[WHAT YOU NEED TO DO]
Only the lines that contain the string "Result" belong in the answer; pull them from the records.

[THE INPUT]
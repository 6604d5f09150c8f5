//! Image-versus-script cost estimation
//!
//! Pricing is a static table modelled on public on-demand prices. All
//! amounts are USD; instance and storage prorations assume a 720 hour month.

use crate::models::{CostAnalysis, ImageInfo, Recommendation};
use serde::{Deserialize, Serialize};
use std::collections::{BTreeMap, HashMap};
use std::time::Duration;

/// Hours in the month used to prorate storage
pub const HOURS_PER_MONTH: f64 = 720.0;

const FALLBACK_INSTANCE_RATE: f64 = 0.05;
const FALLBACK_STORAGE_RATE: f64 = 0.10;
const FALLBACK_TRANSFER_RATE: f64 = 0.02;
const DEFAULT_MARKETPLACE_RATE: f64 = 0.05;

const US_REGIONS: &[&str] = &["us-east-1", "us-east-2", "us-west-1", "us-west-2"];
const EU_REGIONS: &[&str] = &["eu-west-1", "eu-west-2", "eu-central-1"];
const AP_REGIONS: &[&str] = &["ap-south-1", "ap-southeast-1", "ap-northeast-1"];

/// us-east-1 on-demand hourly prices
const BASE_INSTANCE_PRICES: &[(&str, f64)] = &[
    ("t4g.small", 0.0168),
    ("t4g.medium", 0.0336),
    ("t4g.large", 0.0672),
    ("t4g.xlarge", 0.1344),
    ("t3.small", 0.0208),
    ("t3.medium", 0.0416),
    ("t3.large", 0.0832),
    ("m6i.large", 0.0864),
    ("m6i.xlarge", 0.1728),
    ("c6i.large", 0.0765),
    ("c6i.xlarge", 0.1530),
    ("r6i.large", 0.1008),
    ("r6i.xlarge", 0.2016),
];

/// Region-specific prices with fallbacks for unknown entries
#[derive(Debug, Clone)]
pub struct PricingTable {
    /// region -> instance type -> hourly
    instance: HashMap<String, HashMap<String, f64>>,
    /// region -> $/GB-month
    storage: HashMap<String, f64>,
    /// region -> $/GB
    transfer: HashMap<String, f64>,
    marketplace_rate: f64,
}

impl Default for PricingTable {
    fn default() -> Self {
        let mut table = Self::empty();

        let regional = [
            (US_REGIONS, 0.10, 0.02),
            (EU_REGIONS, 0.11, 0.02),
            (AP_REGIONS, 0.12, 0.03),
        ];
        for (regions, storage, transfer) in regional {
            for region in regions {
                table.storage.insert(region.to_string(), storage);
                table.transfer.insert(region.to_string(), transfer);
            }
        }

        for (i, region) in US_REGIONS.iter().enumerate() {
            // us-east-1 is the baseline
            let factor = if i == 0 { 1.0 } else { 1.02 };
            table.insert_scaled_prices(region, factor);
        }
        for region in EU_REGIONS {
            table.insert_scaled_prices(region, 1.05);
        }
        for region in AP_REGIONS {
            table.insert_scaled_prices(region, 1.08);
        }

        table
    }
}

impl PricingTable {
    /// Table with no entries; every lookup uses the fallback rates
    pub fn empty() -> Self {
        Self {
            instance: HashMap::new(),
            storage: HashMap::new(),
            transfer: HashMap::new(),
            marketplace_rate: DEFAULT_MARKETPLACE_RATE,
        }
    }

    fn insert_scaled_prices(&mut self, region: &str, factor: f64) {
        let prices = BASE_INSTANCE_PRICES
            .iter()
            .map(|(instance_type, price)| (instance_type.to_string(), price * factor))
            .collect();
        self.instance.insert(region.to_string(), prices);
    }

    pub fn with_instance_rate(mut self, region: &str, instance_type: &str, hourly: f64) -> Self {
        self.instance
            .entry(region.to_string())
            .or_default()
            .insert(instance_type.to_string(), hourly);
        self
    }

    pub fn with_storage_rate(mut self, region: &str, per_gb_month: f64) -> Self {
        self.storage.insert(region.to_string(), per_gb_month);
        self
    }

    pub fn with_transfer_rate(mut self, region: &str, per_gb: f64) -> Self {
        self.transfer.insert(region.to_string(), per_gb);
        self
    }

    pub fn instance_rate(&self, instance_type: &str, region: &str) -> f64 {
        self.instance
            .get(region)
            .and_then(|prices| prices.get(instance_type))
            .copied()
            .unwrap_or(FALLBACK_INSTANCE_RATE)
    }

    pub fn storage_rate(&self, region: &str) -> f64 {
        self.storage
            .get(region)
            .copied()
            .unwrap_or(FALLBACK_STORAGE_RATE)
    }

    pub fn transfer_rate(&self, region: &str) -> f64 {
        self.transfer
            .get(region)
            .copied()
            .unwrap_or(FALLBACK_TRANSFER_RATE)
    }

    pub fn marketplace_rate(&self) -> f64 {
        self.marketplace_rate
    }
}

/// Estimation parameters
#[derive(Debug, Clone)]
pub struct CostConfig {
    pub instance_type: String,
    pub image_size_gb: f64,
    pub image_setup: Duration,
    pub marketplace_setup: Duration,
    /// Script setup used by strategy comparisons
    pub typical_script_setup: Duration,
}

impl Default for CostConfig {
    fn default() -> Self {
        Self {
            instance_type: "t4g.medium".to_string(),
            image_size_gb: 8.0,
            image_setup: Duration::from_secs(30),
            marketplace_setup: Duration::from_secs(45),
            typical_script_setup: Duration::from_secs(6 * 60),
        }
    }
}

/// Deployment approaches compared by [`CostEstimator::compare_deployment_costs`]
#[derive(Debug, Clone, Copy, PartialEq, Eq, PartialOrd, Ord, Hash, Serialize, Deserialize)]
#[serde(rename_all = "lowercase")]
pub enum DeploymentStrategy {
    Ami,
    Script,
    Marketplace,
}

/// Computes hourly and setup costs for image and script provisioning
#[derive(Debug, Clone, Default)]
pub struct CostEstimator {
    pricing: PricingTable,
    config: CostConfig,
}

impl CostEstimator {
    pub fn new(pricing: PricingTable, config: CostConfig) -> Self {
        Self { pricing, config }
    }

    pub fn pricing(&self) -> &PricingTable {
        &self.pricing
    }

    fn base_rate(&self, region: &str) -> f64 {
        self.pricing.instance_rate(&self.config.instance_type, region)
    }

    /// Monthly storage cost of one image
    fn monthly_storage(&self, region: &str) -> f64 {
        self.pricing.storage_rate(region) * self.config.image_size_gb
    }

    /// Hourly storage cost of one image
    pub fn hourly_storage_cost(&self, region: &str) -> f64 {
        self.monthly_storage(region) / HOURS_PER_MONTH
    }

    /// Hourly cost of running from `image`
    pub fn estimate_image_cost(&self, image: &ImageInfo, region: &str) -> f64 {
        self.base_rate(region) + self.hourly_storage_cost(region) + image.marketplace_cost.max(0.0)
    }

    /// Compare image-based and script-based provisioning
    pub fn analyze(
        &self,
        template_name: &str,
        region: &str,
        image: &ImageInfo,
        script_setup: Duration,
    ) -> CostAnalysis {
        let base = self.base_rate(region);
        let hourly_storage = self.hourly_storage_cost(region);

        let ami_launch_cost = self.estimate_image_cost(image, region);
        let ami_setup_cost = base * self.config.image_setup.as_secs_f64() / 3600.0;
        let script_launch_cost = base;
        let script_minutes = script_setup.as_secs_f64() / 60.0;
        let script_setup_cost = base * script_minutes / 60.0;

        let savings = |hours: f64| {
            (script_setup_cost + script_launch_cost * hours) - (ami_setup_cost + ami_launch_cost * hours)
        };
        let cost_savings_1h = savings(1.0);
        let cost_savings_8h = savings(8.0);

        let break_even_point = if hourly_storage <= 0.0 {
            0.0
        } else {
            (script_setup_cost - ami_setup_cost) / hourly_storage
        };

        let script_setup_time = script_setup.as_secs() / 60;
        let time_savings = script_setup_time.saturating_sub(self.config.image_setup.as_secs() / 60);
        let (recommendation, reasoning) = recommend(cost_savings_1h, cost_savings_8h, time_savings);

        CostAnalysis {
            template_name: template_name.to_string(),
            region: region.to_string(),
            ami_launch_cost,
            ami_storage_cost: self.monthly_storage(region),
            ami_setup_cost,
            script_launch_cost,
            script_setup_cost,
            script_setup_time,
            break_even_point,
            cost_savings_1h,
            cost_savings_8h,
            time_savings,
            recommendation,
            reasoning: reasoning.to_string(),
        }
    }

    /// Total cost of running `hours` under each strategy
    pub fn compare_deployment_costs(
        &self,
        strategies: &[DeploymentStrategy],
        hours: f64,
        region: &str,
    ) -> BTreeMap<DeploymentStrategy, f64> {
        let base = self.base_rate(region);
        let runtime = base * hours;

        strategies
            .iter()
            .map(|strategy| {
                let total = match strategy {
                    DeploymentStrategy::Ami => {
                        let setup = base * self.config.image_setup.as_secs_f64() / 3600.0;
                        setup + runtime + self.hourly_storage_cost(region) * hours
                    }
                    DeploymentStrategy::Script => {
                        let setup = base * self.config.typical_script_setup.as_secs_f64() / 3600.0;
                        setup + runtime
                    }
                    DeploymentStrategy::Marketplace => {
                        let setup = base * self.config.marketplace_setup.as_secs_f64() / 3600.0;
                        setup + (base + self.pricing.marketplace_rate()) * hours
                    }
                };
                (*strategy, total)
            })
            .collect()
    }

    /// Transfer cost plus one prorated hour of storage in the target region.
    ///
    /// `size_gb` defaults to the average image size.
    pub fn estimate_cross_region_cost(
        &self,
        size_gb: Option<f64>,
        source_region: &str,
        target_region: &str,
    ) -> f64 {
        let size = size_gb
            .filter(|s| *s > 0.0)
            .unwrap_or(self.config.image_size_gb);
        self.pricing.transfer_rate(source_region) * size
            + self.pricing.storage_rate(target_region) * size / HOURS_PER_MONTH
    }
}

fn recommend(savings_1h: f64, savings_8h: f64, minutes_saved: u64) -> (Recommendation, &'static str) {
    if savings_1h > 0.01 {
        if minutes_saved > 3 {
            return (
                Recommendation::AmiRecommended,
                "Image provides significant time and cost savings",
            );
        }
        return (
            Recommendation::AmiRecommended,
            "Image provides cost savings and faster deployment",
        );
    }

    if savings_8h < -0.05 {
        return (
            Recommendation::ScriptRecommended,
            "Script provisioning is more cost-effective for longer sessions",
        );
    }

    if minutes_saved >= 3 {
        return (
            Recommendation::AmiRecommended,
            "Image saves several minutes of setup for a negligible cost difference",
        );
    }

    (
        Recommendation::Neutral,
        "Image and script provisioning have similar cost and time profiles",
    )
}
use std::collections::BTreeSet;
use std::fmt;
use std::net::IpAddr;

use serde::{Deserialize, Serialize};

use crate::network::{AddressClass, classify};

/// Outcome of a single check.
#[derive(Debug, Clone, Copy, Serialize, Deserialize, PartialEq, Eq)]
#[serde(rename_all = "lowercase")]
pub enum Verdict {
    Pass,
    Fail,
}

/// Result of a network security check against one host.
#[derive(Debug, Clone, Serialize, Deserialize, PartialEq, Eq)]
pub struct Finding {
    pub host: String,
    pub resolved_addresses: BTreeSet<IpAddr>,
    pub verdict: Verdict,
    pub reason: String,
}

impl Finding {
    /// Classify every resolved address of `host` and build the finding.
    ///
    /// The verdict is `Fail` as soon as one address is public; the reason
    /// lists every public address found.
    #[must_use]
    pub fn from_resolution(host: impl Into<String>, resolved: BTreeSet<IpAddr>) -> Self {
        let host = host.into();
        let public: Vec<String> = resolved
            .iter()
            .filter(|ip| classify(**ip) == AddressClass::Public)
            .map(ToString::to_string)
            .collect();
        let (verdict, reason) = if public.is_empty() {
            (
                Verdict::Pass,
                format!("all {} resolved address(es) are private", resolved.len()),
            )
        } else {
            (
                Verdict::Fail,
                format!("public address(es): {}", public.join(", ")),
            )
        };
        Self {
            host,
            resolved_addresses: resolved,
            verdict,
            reason,
        }
    }

    /// First (lowest-ordered) public address, if any.
    #[must_use]
    pub fn first_public(&self) -> Option<IpAddr> {
        self.resolved_addresses
            .iter()
            .copied()
            .find(|ip| classify(*ip) == AddressClass::Public)
    }

    #[must_use]
    pub fn passed(&self) -> bool {
        self.verdict == Verdict::Pass
    }
}

/// Resource actions reported by a plan or apply.
#[derive(Debug, Clone, Copy, Default, Serialize, Deserialize, PartialEq, Eq)]
pub struct ChangeSummary {
    pub add: u32,
    pub change: u32,
    pub destroy: u32,
}

impl ChangeSummary {
    #[must_use]
    pub fn new(add: u32, change: u32, destroy: u32) -> Self {
        Self {
            add,
            change,
            destroy,
        }
    }

    /// `true` when no resource would be added, changed or destroyed.
    #[must_use]
    pub fn is_empty(&self) -> bool {
        self.total() == 0
    }

    #[must_use]
    pub fn total(&self) -> u32 {
        self.add + self.change + self.destroy
    }
}

impl fmt::Display for ChangeSummary {
    fn fmt(&self, f: &mut fmt::Formatter<'_>) -> fmt::Result {
        write!(
            f,
            "{} to add, {} to change, {} to destroy",
            self.add, self.change, self.destroy
        )
    }
}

[THE ANSWER]
/// Result of a network security check against one host.
    fn fmt(&self, f: &mut fmt::Formatter<'_>) -> fmt::Result {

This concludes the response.